Researchers said knowing the precise location of Philae is not just good for comet science, it’s also an emotional relief.

Rosetta project scientist Matt Taylor said that locating Philae provides missing information “needed to put Philae’s three days of science into proper context”. “And now we can redo some of the analysis from the lander and improve on it”. Launched on the top of an Ariane 5 rocket on March 2, 2004, Rosetta cruised for an incredible 10 years and arrived in the orbit around the Comet 67P.

Philae landed on the comet in November 2014 in what was considered a remarkable feat of precision space travel but the metre-sized, 100 kg (220 lb) probe bounced several times before getting stuck against a cliff wall. She was the first person to see the images when they came in from the orbiting Rosetta probe. The lander flew for two hours before eventually settling in what was, until now, an unknown location.

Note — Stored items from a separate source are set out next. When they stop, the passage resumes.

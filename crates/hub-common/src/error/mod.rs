//! Process-level error types

mod app_error;

pub use app_error::{AppError, AppResult};
//! Presence aggregation

mod aggregator;

pub use aggregator::PresenceAggregator;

The Rosetta probe is set to end its mission by crashing into the comet later this month, and the team will turn back its focus back to Earth to analyze that huge amount of data the probe has gathered during its historic mission.

“Now that the lander search is finished we feel ready for Rosetta’s landing, and look forward to capturing even closer images of Rosetta’s touchdown site”, added Holger Sierks, principal investigator of the OSIRIS camera. “And that’s what we finally have”.

Finally, Rosetta’s discovery offers a tantalizing glimpse of what’s to come from NASA’s OSIRIS-REx asteroid sample return mission. It was supposed to launch in 2003, but a failure of the Ariane 5 rocket delayed the mission until 2004 and caused a change in the comet that was to be studied.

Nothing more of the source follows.